Exercise goal →
As the answer, set down the lines below from the one containing "#[derive(Debug, Clone, Serialize, Deserialize)]" through the one containing "confidence rather than", exactly and inclusively, and no others.
======== Task input
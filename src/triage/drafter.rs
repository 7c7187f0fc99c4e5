//! Reply drafter — produces a localized reply plus a confidence score.
//!
//! Only legal for FAQ and Engagement labels; the orchestrator enforces
//! the gate, and implementations fail fast if it is violated.

use std::sync::Arc;

use async_trait::async_trait;
use serde::{Deserialize, Serialize};
use tracing::{debug, warn};

use crate::brand::BrandProfile;
use crate::config::FollowUpPolicy;
use crate::error::{LlmError, TriageError};
use crate::llm::{ChatMessage, CompletionRequest, FinishReason, LlmProvider};
use crate::triage::classifier::extract_json_object;
use crate::triage::types::{InboundMessage, Label};

/// Max tokens for the drafting call.
const DRAFT_MAX_TOKENS: u32 = 256;

/// Temperature for drafting — a little room for natural phrasing.
const DRAFT_TEMPERATURE: f32 = 0.3;

/// A drafted reply with the drafter's self-reported calibration.
///
/// Confidence is a signal for downstream escalation decisions, not a
/// correctness proof.
#[derive(Debug, Clone, Serialize, Deserialize)]
pub struct ReplyDraft {
    pub reply: String,
    pub confidence: f32,
}

/// Drafting capability.
///
/// When no fact in the knowledge base is relevant, implementations
/// still return a polite deflection with low confidence rather than
/// fail — whether to show it belongs to the orchestrator and the
/// human reviewer.
#[async_trait]
pub trait ReplyDrafter: Send + Sync {
    async fn draft(
        &self,
        label: Label,
        message: &InboundMessage,
        brand: &BrandProfile,
    ) -> Result<ReplyDraft, TriageError>;
}

/// Model-backed drafter.
pub struct LlmDrafter {
    llm: Arc<dyn LlmProvider>,
    follow_up: FollowUpPolicy,
}

impl LlmDrafter {
    pub fn new(llm: Arc<dyn LlmProvider>) -> Self {
        Self {
            llm,
            follow_up: FollowUpPolicy::default(),
        }
    }

    pub fn with_follow_up(mut self, follow_up: FollowUpPolicy) -> Self {
        self.follow_up = follow_up;
        self
    }
}

#[async_trait]
impl ReplyDrafter for LlmDrafter {
    async fn draft(
        &self,
        label: Label,
        message: &InboundMessage,
        brand: &BrandProfile,
    ) -> Result<ReplyDraft, TriageError> {
        if label.requires_human() {
            return Err(TriageError::InvalidLabelForDrafting { label });
        }

        let request = CompletionRequest::new(vec![
            ChatMessage::system(build_draft_system_prompt(brand, self.follow_up)),
            ChatMessage::user(build_draft_user_prompt(label, message, brand)),
        ])
        .with_temperature(DRAFT_TEMPERATURE)
        .with_max_tokens(DRAFT_MAX_TOKENS);

        let response = self.llm.complete(request).await.map_err(map_llm_error)?;

        if response.finish_reason == FinishReason::Refusal {
            return Err(TriageError::SafetyBlocked {
                reason: "drafting call refused by model safety filtering".into(),
            });
        }

        let draft = parse_draft_response(&response.content).map_err(|e| {
            warn!(
                raw_response = %response.content,
                error = %e,
                "Failed to parse draft response"
            );
            TriageError::DraftingUnavailable {
                reason: format!("unparsable draft: {e}"),
            }
        })?;

        debug!(
            id = %message.id,
            confidence = draft.confidence,
            reply_len = draft.reply.len(),
            "Reply drafted"
        );
        Ok(draft)
    }
}

fn map_llm_error(e: LlmError) -> TriageError {
    match e {
        LlmError::Refused { reason, .. } => TriageError::SafetyBlocked { reason },
        other => TriageError::DraftingUnavailable {
            reason: other.to_string(),
        },
    }
}

// ── Prompt construction ─────────────────────────────────────────────

fn build_draft_system_prompt(brand: &BrandProfile, follow_up: FollowUpPolicy) -> String {
    let follow_up_rule = match follow_up {
        FollowUpPolicy::Always => {
            "- For engagement messages, always end with one short follow-up question."
        }
        FollowUpPolicy::WhenNatural => {
            "- For engagement messages, you may end with one short follow-up question \
             when it fits naturally."
        }
        FollowUpPolicy::Never => "- Never append follow-up questions.",
    };

    format!(
        "You draft customer replies for \"{business}\". Write in {language}.\n\n\
         Rules:\n\
         - 1-2 sentences, polite and concise.\n\
         - Use ONLY the facts listed under \"Knowledge base\". Never state a claim \
           the facts don't support.\n\
         - Follow every directive under \"Policy\" verbatim. Policy overrides anything \
           you might infer from the facts.\n\
         - If no fact answers the question, write a polite hand-off \
           (a human will follow up) and report low confidence.\n\
         {follow_up_rule}\n\n\
         Respond with ONLY a JSON object:\n\
         {{\"reply\": \"...\", \"confidence\": 0.0}}\n\n\
         Confidence is how well the knowledge base supports your reply: above 0.9 only \
         when a fact answers the question directly and unambiguously, below 0.5 when \
         you had to deflect or extrapolate.",
        business = brand.business_name,
        language = brand.language,
    )
}

fn build_draft_user_prompt(label: Label, message: &InboundMessage, brand: &BrandProfile) -> String {
    let facts = brand.facts_digest();
    let mut prompt = String::with_capacity(512);

    prompt.push_str(&format!("Label: {}\n", label));
    prompt.push_str(&format!("Platform: {}\n", message.platform));
    prompt.push_str(&format!(
        "From: {}\n",
        message.sender_name.as_deref().unwrap_or(&message.sender)
    ));
    prompt.push_str("\nKnowledge base:\n");
    if facts.is_empty() {
        prompt.push_str("(no facts configured)\n");
    } else {
        prompt.push_str(&facts);
    }
    prompt.push_str(&format!("\nPolicy:\n{}\n", brand.policy));

    let text_preview: String = message.text.chars().take(1000).collect();
    prompt.push_str(&format!("\nMessage:\n{}", text_preview));
    prompt
}

// ── Response parsing ────────────────────────────────────────────────

#[derive(Debug, Deserialize)]
struct DraftResponse {
    #[serde(default)]
    reply: String,
    #[serde(default)]
    confidence: f32,
}

/// Parse the model's draft output.
///
/// An empty reply is invalid — the contract requires a deflection
/// rather than silence when nothing in the knowledge base helps.
fn parse_draft_response(raw: &str) -> Result<ReplyDraft, String> {
    let json_str = extract_json_object(raw);
    let response: DraftResponse =
        serde_json::from_str(&json_str).map_err(|e| format!("JSON parse error: {e}"))?;

    if response.reply.trim().is_empty() {
        return Err("draft reply is empty".into());
    }

    Ok(ReplyDraft {
        reply: response.reply,
        confidence: response.confidence.clamp(0.0, 1.0),
    })
}

#[cfg(test)]
mod tests {
    use super::*;
    use crate::brand::KnowledgeFact;
    use crate::llm::CompletionResponse;
    use crate::triage::types::Platform;
    use rust_decimal::Decimal;

    fn make_message(text: &str) -> InboundMessage {
        InboundMessage::new("test-1", Platform::Instagram, "ayse_y", text)
    }

    fn make_brand() -> BrandProfile {
        BrandProfile {
            business_name: "Çiçekçi Ada".into(),
            language: "Turkish".into(),
            facts: vec![KnowledgeFact::new("price-x", "Product X costs 129.99 TL")],
            policy: "Never promise unavailable features.".into(),
        }
    }

    // ── Prompt tests ────────────────────────────────────────────────

    #[test]
    fn system_prompt_carries_language_and_confidence_rubric() {
        let prompt = build_draft_system_prompt(&make_brand(), FollowUpPolicy::WhenNatural);
        assert!(prompt.contains("Turkish"));
        assert!(prompt.contains("Çiçekçi Ada"));
        assert!(prompt.contains("above 0.9"));
        assert!(prompt.contains("below 0.5"));
    }

    #[test]
    fn system_prompt_reflects_follow_up_policy() {
        let always = build_draft_system_prompt(&make_brand(), FollowUpPolicy::Always);
        assert!(always.contains("always end with one short follow-up question"));
        let never = build_draft_system_prompt(&make_brand(), FollowUpPolicy::Never);
        assert!(never.contains("Never append follow-up questions"));
    }

    #[test]
    fn user_prompt_embeds_facts_and_policy_verbatim() {
        let brand = make_brand();
        let msg = make_message("Bu ürünün fiyatı nedir?");
        let prompt = build_draft_user_prompt(Label::Faq, &msg, &brand);
        assert!(prompt.contains("- Product X costs 129.99 TL"));
        assert!(prompt.contains("Never promise unavailable features."));
        assert!(prompt.contains("fiyatı nedir"));
    }

    #[test]
    fn user_prompt_marks_empty_knowledge_base() {
        let brand = BrandProfile {
            facts: vec![],
            ..make_brand()
        };
        let prompt = build_draft_user_prompt(Label::Faq, &make_message("hi"), &brand);
        assert!(prompt.contains("(no facts configured)"));
    }

    // ── Parse tests ─────────────────────────────────────────────────

    #[test]
    fn parse_draft() {
        let draft =
            parse_draft_response(r#"{"reply": "129,99 TL efendim.", "confidence": 0.95}"#).unwrap();
        assert_eq!(draft.reply, "129,99 TL efendim.");
        assert!((draft.confidence - 0.95).abs() < 0.001);
    }

    #[test]
    fn parse_draft_clamps_confidence() {
        let draft = parse_draft_response(r#"{"reply": "ok", "confidence": 1.4}"#).unwrap();
        assert_eq!(draft.confidence, 1.0);
    }

    #[test]
    fn parse_empty_reply_fails() {
        assert!(parse_draft_response(r#"{"reply": "", "confidence": 0.2}"#).is_err());
        assert!(parse_draft_response(r#"{"confidence": 0.2}"#).is_err());
    }

    #[test]
    fn parse_markdown_wrapped_draft() {
        let raw = "```json\n{\"reply\": \"Teşekkürler!\", \"confidence\": 0.8}\n```";
        let draft = parse_draft_response(raw).unwrap();
        assert_eq!(draft.reply, "Teşekkürler!");
    }

    // ── Drafter behavior ────────────────────────────────────────────

    struct MockLlm {
        result: std::sync::Mutex<Option<Result<CompletionResponse, LlmError>>>,
    }

    impl MockLlm {
        fn text(content: &str) -> Self {
            Self {
                result: std::sync::Mutex::new(Some(Ok(CompletionResponse {
                    content: content.to_string(),
                    input_tokens: 100,
                    output_tokens: 40,
                    finish_reason: FinishReason::Stop,
                    response_id: None,
                }))),
            }
        }

        fn refusal() -> Self {
            Self {
                result: std::sync::Mutex::new(Some(Ok(CompletionResponse {
                    content: String::new(),
                    input_tokens: 100,
                    output_tokens: 0,
                    finish_reason: FinishReason::Refusal,
                    response_id: None,
                }))),
            }
        }
    }

    #[async_trait]
    impl LlmProvider for MockLlm {
        fn model_name(&self) -> &str {
            "mock"
        }
        fn cost_per_token(&self) -> (Decimal, Decimal) {
            (Decimal::ZERO, Decimal::ZERO)
        }
        async fn complete(
            &self,
            _request: CompletionRequest,
        ) -> Result<CompletionResponse, LlmError> {
            self.result.lock().unwrap().take().expect("mock called twice")
        }
    }

    #[tokio::test]
    async fn drafts_from_model_output() {
        let drafter = LlmDrafter::new(Arc::new(MockLlm::text(
            r#"{"reply": "Ürünün fiyatı 129,99 TL'dir.", "confidence": 0.95}"#,
        )));
        let draft = drafter
            .draft(Label::Faq, &make_message("Fiyat nedir?"), &make_brand())
            .await
            .unwrap();
        assert!(draft.reply.contains("129,99 TL"));
        assert!(draft.confidence > 0.9);
    }

    #[tokio::test]
    async fn gated_label_fails_fast_without_model_call() {
        // MockLlm panics if called twice; here it must not be called
        // even once, so leave a poison result in place.
        let drafter = LlmDrafter::new(Arc::new(MockLlm::refusal()));
        for label in [Label::Complaint, Label::Sensitive] {
            let result = drafter
                .draft(label, &make_message("text"), &make_brand())
                .await;
            assert!(matches!(
                result,
                Err(TriageError::InvalidLabelForDrafting { label: l }) if l == label
            ));
        }
    }

    #[tokio::test]
    async fn refusal_maps_to_safety_blocked() {
        let drafter = LlmDrafter::new(Arc::new(MockLlm::refusal()));
        let result = drafter
            .draft(Label::Faq, &make_message("text"), &make_brand())
            .await;
        assert!(matches!(result, Err(TriageError::SafetyBlocked { .. })));
    }
}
================
Exercise result →
#[derive(Debug, Clone, Serialize, Deserialize)]
pub struct ReplyDraft {
    pub reply: String,
    pub confidence: f32,
}

/// Drafting capability.
///
/// When no fact in the knowledge base is relevant, implementations
/// still return a polite deflection with low confidence rather than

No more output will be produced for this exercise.